Task brief: Can you retype every record below exactly as written?

Dataset records:
//! Read-side post queries: published listings, search, and the discover
//! feed.

use chrono::{DateTime, Utc};
use sqlx::PgPool;

use minispace_core::{PostId, UserId};

use super::RepositoryError;
use crate::pagination::Cursor;

/// A published post row.
#[derive(Debug, Clone, sqlx::FromRow)]
pub struct PostRow {
    pub id: i32,
    pub user_id: i32,
    pub title: String,
    pub slug: String,
    pub excerpt: String,
    pub body: String,
    pub tags: Vec<String>,
    pub published_at: Option<DateTime<Utc>>,
    pub read_count: i64,
}

impl PostRow {
    /// The post id as a typed id.
    #[must_use]
    pub const fn post_id(&self) -> PostId {
        PostId::new(self.id)
    }
}

/// A discover-feed row: a published post joined with its author.
#[derive(Debug, Clone, sqlx::FromRow)]
pub struct DiscoverRow {
    pub id: i32,
    pub username: String,
    pub title: String,
    pub slug: String,
    pub excerpt: String,
    pub published_at: Option<DateTime<Utc>>,
}

const POST_COLUMNS: &str =
    "id, user_id, title, slug, excerpt, body, tags, published_at, read_count";

/// Repository for public post reads.
pub struct PostRepository<'a> {
    pool: &'a PgPool,
}

impl<'a> PostRepository<'a> {
    /// Create a new post repository.
    #[must_use]
    pub const fn new(pool: &'a PgPool) -> Self {
        Self { pool }
    }

    /// List a tenant's published posts, newest first, from an optional
    /// cursor. Fetches `limit + 1` rows so the caller can detect whether a
    /// next page exists.
    ///
    /// # Errors
    ///
    /// Returns `RepositoryError::Database` if the query fails.
    pub async fn list_published(
        &self,
        user_id: UserId,
        cursor: Option<Cursor>,
        limit: i64,
    ) -> Result<Vec<PostRow>, RepositoryError> {
        let rows = match cursor {
            Some(c) => {
                let sql = format!(
                    "SELECT {POST_COLUMNS} FROM posts
                     WHERE user_id = $1 AND published
                       AND (published_at, id) < ($2, $3)
                     ORDER BY published_at DESC, id DESC
                     LIMIT $4"
                );
                sqlx::query_as::<_, PostRow>(&sql)
                    .bind(user_id.as_i32())
                    .bind(c.published_at)
                    .bind(c.id)
                    .bind(limit + 1)
                    .fetch_all(self.pool)
                    .await?
            }
            None => {
                let sql = format!(
                    "SELECT {POST_COLUMNS} FROM posts
                     WHERE user_id = $1 AND published
                     ORDER BY published_at DESC, id DESC
                     LIMIT $2"
                );
                sqlx::query_as::<_, PostRow>(&sql)
                    .bind(user_id.as_i32())
                    .bind(limit + 1)
                    .fetch_all(self.pool)
                    .await?
            }
        };
        Ok(rows)
    }

    /// Case-insensitive title/excerpt search over a tenant's published
    /// posts, with the same cursor semantics as [`Self::list_published`].
    ///
    /// # Errors
    ///
    /// Returns `RepositoryError::Database` if the query fails.
    pub async fn search_published(
        &self,
        user_id: UserId,
        query: &str,
        cursor: Option<Cursor>,
        limit: i64,
    ) -> Result<Vec<PostRow>, RepositoryError> {
        let pattern = format!("%{}%", escape_like(query));
        let rows = match cursor {
            Some(c) => {
                let sql = format!(
                    "SELECT {POST_COLUMNS} FROM posts
                     WHERE user_id = $1 AND published
                       AND (title ILIKE $2 OR excerpt ILIKE $2)
                       AND (published_at, id) < ($3, $4)
                     ORDER BY published_at DESC, id DESC
                     LIMIT $5"
                );
                sqlx::query_as::<_, PostRow>(&sql)
                    .bind(user_id.as_i32())
                    .bind(&pattern)
                    .bind(c.published_at)
                    .bind(c.id)
                    .bind(limit + 1)
                    .fetch_all(self.pool)
                    .await?
            }
            None => {
                let sql = format!(
                    "SELECT {POST_COLUMNS} FROM posts
                     WHERE user_id = $1 AND published
                       AND (title ILIKE $2 OR excerpt ILIKE $2)
                     ORDER BY published_at DESC, id DESC
                     LIMIT $3"
                );
                sqlx::query_as::<_, PostRow>(&sql)
                    .bind(user_id.as_i32())
                    .bind(&pattern)
                    .bind(limit + 1)
                    .fetch_all(self.pool)
                    .await?
            }
        };
        Ok(rows)
    }

    /// Get a single published post by slug.
    ///
    /// Drafts are invisible here by construction.
    ///
    /// # Errors
    ///
    /// Returns `RepositoryError::Database` if the query fails.
    pub async fn get_published_by_slug(
        &self,
        user_id: UserId,
        slug: &str,
    ) -> Result<Option<PostRow>, RepositoryError> {
        let sql = format!(
            "SELECT {POST_COLUMNS} FROM posts
             WHERE user_id = $1 AND slug = $2 AND published"
        );
        let row = sqlx::query_as::<_, PostRow>(&sql)
            .bind(user_id.as_i32())
            .bind(slug)
            .fetch_optional(self.pool)
            .await?;
        Ok(row)
    }

    /// Increment a post's read count.
    ///
    /// Callers treat this as best-effort; a lost increment is acceptable.
    ///
    /// # Errors
    ///
    /// Returns `RepositoryError::Database` if the query fails.
    pub async fn increment_read_count(&self, post_id: PostId) -> Result<(), RepositoryError> {
        sqlx::query("UPDATE posts SET read_count = read_count + 1 WHERE id = $1")
            .bind(post_id.as_i32())
            .execute(self.pool)
            .await?;
        Ok(())
    }

    /// List published posts from tenants who opted into discovery, newest
    /// first, with the usual `limit + 1` cursor semantics.
    ///
    /// # Errors
    ///
    /// Returns `RepositoryError::Database` if the query fails.
    pub async fn list_discoverable(
        &self,
        cursor: Option<Cursor>,
        limit: i64,
    ) -> Result<Vec<DiscoverRow>, RepositoryError> {
        const DISCOVER_COLUMNS: &str =
            "p.id, u.username, p.title, p.slug, p.excerpt, p.published_at";
        let rows = match cursor {
            Some(c) => {
                let sql = format!(
                    "SELECT {DISCOVER_COLUMNS} FROM posts p
                     JOIN users u ON u.id = p.user_id
                     JOIN site_settings s ON s.user_id = p.user_id
                     WHERE p.published AND p.discoverable AND s.blog_enabled
                       AND (p.published_at, p.id) < ($1, $2)
                     ORDER BY p.published_at DESC, p.id DESC
                     LIMIT $3"
                );
                sqlx::query_as::<_, DiscoverRow>(&sql)
                    .bind(c.published_at)
                    .bind(c.id)
                    .bind(limit + 1)
                    .fetch_all(self.pool)
                    .await?
            }
            None => {
                let sql = format!(
                    "SELECT {DISCOVER_COLUMNS} FROM posts p
                     JOIN users u ON u.id = p.user_id
                     JOIN site_settings s ON s.user_id = p.user_id
                     WHERE p.published AND p.discoverable AND s.blog_enabled
                     ORDER BY p.published_at DESC, p.id DESC
                     LIMIT $1"
                );
                sqlx::query_as::<_, DiscoverRow>(&sql)
                    .bind(limit + 1)
                    .fetch_all(self.pool)
                    .await?
            }
        };
        Ok(rows)
    }
}

/// Escape `%`, `_` and `\` so user input can't act as LIKE syntax.
fn escape_like(input: &str) -> String {
    let mut out = String::with_capacity(input.len());
    for ch in input.chars() {
        if matches!(ch, '%' | '_' | '\\') {
            out.push('\\');
        }
        out.push(ch);
    }
    out
}

#[cfg(test)]
mod tests {
    use super::*;

    #[test]
    fn test_escape_like() {
        assert_eq!(escape_like("plain"), "plain");
        assert_eq!(escape_like("50%_off\\"), "50\\%\\_off\\\\");
    }
}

Answer section:
//! Read-side post queries: published listings, search, and the discover
//! feed.

use chrono::{DateTime, Utc};
use sqlx::PgPool;

use minispace_core::{PostId, UserId};

use super::RepositoryError;
use crate::pagination::Cursor;

/// A published post row.
#[derive(Debug, Clone, sqlx::FromRow)]
pub struct PostRow {
    pub id: i32,
    pub user_id: i32,
    pub title: String,
    pub slug: String,
    pub excerpt: String,
    pub body: String,
    pub tags: Vec<String>,
    pub published_at: Option<DateTime<Utc>>,
    pub read_count: i64,
}

impl PostRow {
    /// The post id as a typed id.
    #[must_use]
    pub const fn post_id(&self) -> PostId {
        PostId::new(self.id)
    }
}

/// A discover-feed row: a published post joined with its author.
#[derive(Debug, Clone, sqlx::FromRow)]
pub struct DiscoverRow {
    pub id: i32,
    pub username: String,
    pub title: String,
    pub slug: String,
    pub excerpt: String,
    pub published_at: Option<DateTime<Utc>>,
}

const POST_COLUMNS: &str =
    "id, user_id, title, slug, excerpt, body, tags, published_at, read_count";

/// Repository for public post reads.
pub struct PostRepository<'a> {
    pool: &'a PgPool,
}

impl<'a> PostRepository<'a> {
    /// Create a new post repository.
    #[must_use]
    pub const fn new(pool: &'a PgPool) -> Self {
        Self { pool }
    }

    /// List a tenant's published posts, newest first, from an optional
    /// cursor. Fetches `limit + 1` rows so the caller can detect whether a
    /// next page exists.
    ///
    /// # Errors
    ///
    /// Returns `RepositoryError::Database` if the query fails.
    pub async fn list_published(
        &self,
        user_id: UserId,
        cursor: Option<Cursor>,
        limit: i64,
    ) -> Result<Vec<PostRow>, RepositoryError> {
        let rows = match cursor {
            Some(c) => {
                let sql = format!(
                    "SELECT {POST_COLUMNS} FROM posts
                     WHERE user_id = $1 AND published
                       AND (published_at, id) < ($2, $3)
                     ORDER BY published_at DESC, id DESC
                     LIMIT $4"
                );
                sqlx::query_as::<_, PostRow>(&sql)
                    .bind(user_id.as_i32())
                    .bind(c.published_at)
                    .bind(c.id)
                    .bind(limit + 1)
                    .fetch_all(self.pool)
                    .await?
            }
            None => {
                let sql = format!(
                    "SELECT {POST_COLUMNS} FROM posts
                     WHERE user_id = $1 AND published
                     ORDER BY published_at DESC, id DESC
                     LIMIT $2"
                );
                sqlx::query_as::<_, PostRow>(&sql)
                    .bind(user_id.as_i32())
                    .bind(limit + 1)
                    .fetch_all(self.pool)
                    .await?
            }
        };
        Ok(rows)
    }

    /// Case-insensitive title/excerpt search over a tenant's published
    /// posts, with the same cursor semantics as [`Self::list_published`].
    ///
    /// # Errors
    ///
    /// Returns `RepositoryError::Database` if the query fails.
    pub async fn search_published(
        &self,
        user_id: UserId,
        query: &str,
        cursor: Option<Cursor>,
        limit: i64,
    ) -> Result<Vec<PostRow>, RepositoryError> {
        let pattern = format!("%{}%", escape_like(query));
        let rows = match cursor {
            Some(c) => {
                let sql = format!(
                    "SELECT {POST_COLUMNS} FROM posts
                     WHERE user_id = $1 AND published
                       AND (title ILIKE $2 OR excerpt ILIKE $2)
                       AND (published_at, id) < ($3, $4)
                     ORDER BY published_at DESC, id DESC
                     LIMIT $5"
                );
                sqlx::query_as::<_, PostRow>(&sql)
                    .bind(user_id.as_i32())
                    .bind(&pattern)
                    .bind(c.published_at)
                    .bind(c.id)
                    .bind(limit + 1)
                    .fetch_all(self.pool)
                    .await?
            }
            None => {
                let sql = format!(
                    "SELECT {POST_COLUMNS} FROM posts
                     WHERE user_id = $1 AND published
                       AND (title ILIKE $2 OR excerpt ILIKE $2)
                     ORDER BY published_at DESC, id DESC
                     LIMIT $3"
                );
                sqlx::query_as::<_, PostRow>(&sql)
                    .bind(user_id.as_i32())
                    .bind(&pattern)
                    .bind(limit + 1)
                    .fetch_all(self.pool)
                    .await?
            }
        };
        Ok(rows)
    }

    /// Get a single published post by slug.
    ///
    /// Drafts are invisible here by construction.
    ///
    /// # Errors
    ///
    /// Returns `RepositoryError::Database` if the query fails.
    pub async fn get_published_by_slug(
        &self,
        user_id: UserId,
        slug: &str,
    ) -> Result<Option<PostRow>, RepositoryError> {
        let sql = format!(
            "SELECT {POST_COLUMNS} FROM posts
             WHERE user_id = $1 AND slug = $2 AND published"
        );
        let row = sqlx::query_as::<_, PostRow>(&sql)
            .bind(user_id.as_i32())
            .bind(slug)
            .fetch_optional(self.pool)
            .await?;
        Ok(row)
    }

    /// Increment a post's read count.
    ///
    /// Callers treat this as best-effort; a lost increment is acceptable.
    ///
    /// # Errors
    ///
    /// Returns `RepositoryError::Database` if the query fails.
    pub async fn increment_read_count(&self, post_id: PostId) -> Result<(), RepositoryError> {
        sqlx::query("UPDATE posts SET read_count = read_count + 1 WHERE id = $1")
            .bind(post_id.as_i32())
            .execute(self.pool)
            .await?;
        Ok(())
    }

    /// List published posts from tenants who opted into discovery, newest
    /// first, with the usual `limit + 1` cursor semantics.
    ///
    /// # Errors
    ///
    /// Returns `RepositoryError::Database` if the query fails.
    pub async fn list_discoverable(
        &self,
        cursor: Option<Cursor>,
        limit: i64,
    ) -> Result<Vec<DiscoverRow>, RepositoryError> {
        const DISCOVER_COLUMNS: &str =
            "p.id, u.username, p.title, p.slug, p.excerpt, p.published_at";
        let rows = match cursor {
            Some(c) => {
                let sql = format!(
                    "SELECT {DISCOVER_COLUMNS} FROM posts p
                     JOIN users u ON u.id = p.user_id
                     JOIN site_settings s ON s.user_id = p.user_id
                     WHERE p.published AND p.discoverable AND s.blog_enabled
                       AND (p.published_at, p.id) < ($1, $2)
                     ORDER BY p.published_at DESC, p.id DESC
                     LIMIT $3"
                );
                sqlx::query_as::<_, DiscoverRow>(&sql)
                    .bind(c.published_at)
                    .bind(c.id)
                    .bind(limit + 1)
                    .fetch_all(self.pool)
                    .await?
            }
            None => {
                let sql = format!(
                    "SELECT {DISCOVER_COLUMNS} FROM posts p
                     JOIN users u ON u.id = p.user_id
                     JOIN site_settings s ON s.user_id = p.user_id
                     WHERE p.published AND p.discoverable AND s.blog_enabled
                     ORDER BY p.published_at DESC, p.id DESC
                     LIMIT $1"
                );
                sqlx::query_as::<_, DiscoverRow>(&sql)
                    .bind(limit + 1)
                    .fetch_all(self.pool)
                    .await?
            }
        };
        Ok(rows)
    }
}

/// Escape `%`, `_` and `\` so user input can't act as LIKE syntax.
fn escape_like(input: &str) -> String {
    let mut out = String::with_capacity(input.len());
    for ch in input.chars() {
        if matches!(ch, '%' | '_' | '\\') {
            out.push('\\');
        }
        out.push(ch);
    }
    out
}

#[cfg(test)]
mod tests {
    use super::*;

    #[test]
    fn test_escape_like() {
        assert_eq!(escape_like("plain"), "plain");
        assert_eq!(escape_like("50%_off\\"), "50\\%\\_off\\\\");
    }
}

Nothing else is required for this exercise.